Videos and descriptions of the man, who at the time wasn't known to residents, circulated on a neighborhood Facebook page and on the website Nextdoor, according to the police report.

Perez did not see Arbery again until Feb. 23, when he bled out in the middle of the road from the gunshot wounds. He’s listed as a witness on a police report from that day, which notes the McMichaels claimed they saw Arbery “the other night” with his “hand down his pants, which led them to believe the male was armed.” He wasn’t.

An attorney for English, the owner of the property, did not immediately respond to a VICE News request for comment. Elizabeth Graddy, who represents English, has said that his motion-sensor camera alerted him to potential entries at the under-construction property numerous times, leading him to once call a non-emergency police line.

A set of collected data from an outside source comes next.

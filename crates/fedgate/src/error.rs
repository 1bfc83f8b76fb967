// SPDX-License-Identifier: Apache-2.0 OR MIT
// Copyright (c) 2025-2026 fedgate maintainers

//! Error types for the WAN gateway.
//!
//! Two layers of failure are distinguished:
//!
//! - [`WireError`] - framing-level problems on the byte stream. Some of
//!   these are recoverable (the stream is still aligned on a frame boundary
//!   and the next frame can be read), some are fatal to the connection.
//! - [`GatewayError`] - connection-level problems (resolution, connect,
//!   handshake). Always fatal to the connect attempt; the gateway remains
//!   disconnected and the caller decides whether to retry.

use std::io;

use thiserror::Error;

/// Framing-level error while encoding or decoding wire frames.
#[derive(Debug, Error)]
pub enum WireError {
    /// Frame type byte is outside the known enumeration. The declared
    /// payload length has already been consumed, so the stream is still
    /// aligned and the next frame can be read.
    #[error("unknown frame type 0x{code:02x} ({skipped} payload bytes skipped)")]
    UnknownFrameType {
        /// The unrecognized type byte.
        code: u8,
        /// Payload bytes consumed to realign the stream.
        skipped: usize,
    },

    /// Declared frame length exceeds the configured maximum.
    #[error("frame of {len} bytes exceeds the {max} byte limit")]
    FrameTooLarge {
        /// Declared length.
        len: usize,
        /// Configured maximum.
        max: usize,
    },

    /// A bundle's payload ended before the declared length of one of its
    /// sub-frames was satisfied.
    #[error("truncated frame: declared {declared} bytes but only {available} available")]
    Truncated {
        /// Length declared by the sub-frame header.
        declared: usize,
        /// Bytes actually remaining in the bundle payload.
        available: usize,
    },

    /// A control frame's declared length is too short to hold the 16-byte
    /// sender identifier it is required to carry.
    #[error("control frame of {len} bytes cannot hold a 16-byte sender id")]
    MissingSenderId {
        /// Declared frame length.
        len: usize,
    },

    /// A BUNDLE frame appeared inside another bundle's payload. Bundles
    /// never nest; the offending sub-frame is skipped.
    #[error("nested bundle frame ({skipped} payload bytes skipped)")]
    NestedBundle {
        /// Payload bytes consumed to realign the stream.
        skipped: usize,
    },

    /// Underlying I/O failure.
    #[error("i/o error: {0}")]
    Io(#[from] io::Error),
}

impl WireError {
    /// True when the stream is still aligned on a frame boundary after this
    /// error, so the receive loop may log it and keep reading. The length
    /// field was readable in all of these cases; only a corrupt length or an
    /// I/O fault is unrecoverable.
    pub fn is_recoverable(&self) -> bool {
        matches!(
            self,
            WireError::UnknownFrameType { .. }
                | WireError::NestedBundle { .. }
                | WireError::MissingSenderId { .. }
        )
    }
}

/// Connection-level error raised by [`Gateway::connect`].
///
/// [`Gateway::connect`]: crate::gateway::Gateway::connect
#[derive(Debug, Error)]
pub enum GatewayError {
    /// The configured router address could not be resolved to an endpoint.
    #[error("invalid WAN router address '{address}': {reason}")]
    BadAddress {
        /// The address string as configured.
        address: String,
        /// Why resolution failed.
        reason: String,
    },

    /// The TCP connection to the router could not be established.
    #[error("failed to connect to WAN router at {address}: {source}")]
    ConnectFailed {
        /// Resolved router endpoint.
        address: String,
        /// Underlying connect error.
        source: io::Error,
    },

    /// The router did not follow the WELCOME / READY handshake sequence.
    #[error("failed handshake with WAN router: {0}")]
    Handshake(String),

    /// Framing failure during the handshake exchange.
    #[error(transparent)]
    Wire(#[from] WireError),

    /// Other I/O failure while talking to the router.
    #[error("problem talking to WAN router: {0}")]
    Io(#[from] io::Error),
}

#[cfg(test)]
mod tests {
    use super::*;

    #[test]
    fn test_recoverable_classification() {
        assert!(WireError::UnknownFrameType {
            code: 0x7f,
            skipped: 10
        }
        .is_recoverable());
        assert!(WireError::NestedBundle { skipped: 4 }.is_recoverable());
        assert!(WireError::MissingSenderId { len: 4 }.is_recoverable());

        assert!(!WireError::FrameTooLarge { len: 10, max: 5 }.is_recoverable());
        assert!(!WireError::Truncated {
            declared: 10,
            available: 3
        }
        .is_recoverable());
        assert!(
            !WireError::Io(io::Error::new(io::ErrorKind::UnexpectedEof, "eof")).is_recoverable()
        );
    }

    #[test]
    fn test_display_messages() {
        let err = WireError::UnknownFrameType {
            code: 0xab,
            skipped: 12,
        };
        assert_eq!(
            err.to_string(),
            "unknown frame type 0xab (12 payload bytes skipped)"
        );

        let err = GatewayError::Handshake("expected WELCOME".into());
        assert_eq!(
            err.to_string(),
            "failed handshake with WAN router: expected WELCOME"
        );
    }

    #[test]
    fn test_io_conversion() {
        let io_err = io::Error::new(io::ErrorKind::ConnectionReset, "reset");
        let wire: WireError = io_err.into();
        assert!(matches!(wire, WireError::Io(_)));
    }
}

However, Graddy told NBC News, English never used the word “burglary,” as nothing had ever been stolen from the property.

English didn’t share that information with the McMichaels, whom he didn’t know, according to Graddy, adding that they previously inquired about getting surveillance footage from the home.

Surveillance footage of the property, taken the day Arbery died, shows a black man wandering onto the construction site and leaving shortly after. Attorneys for Arbery’s family say the video, believed to show Arbery, proves he wasn’t doing anything wrong, as he didn’t cause any sort of property damage and left on his own accord. Even if there were a robbery, Graddy told NBC News that the English family “would not have wanted a vigilante response.”

“I don’t want it to be put out and misused and misinterpreted for people to think that I had accused Mr. Arbery of stealing or robbery. Because I never did,” English told WSB-TV, an ABC affiliate in Atlanta.

Cover: This photo combo of images taken Thursday, May 7, 2020, and provided by the Glynn County Detention Center, in Georgia, show Gregory McMichael, left, and his son Travis McMichael. (Glynn County Detention Center via AP)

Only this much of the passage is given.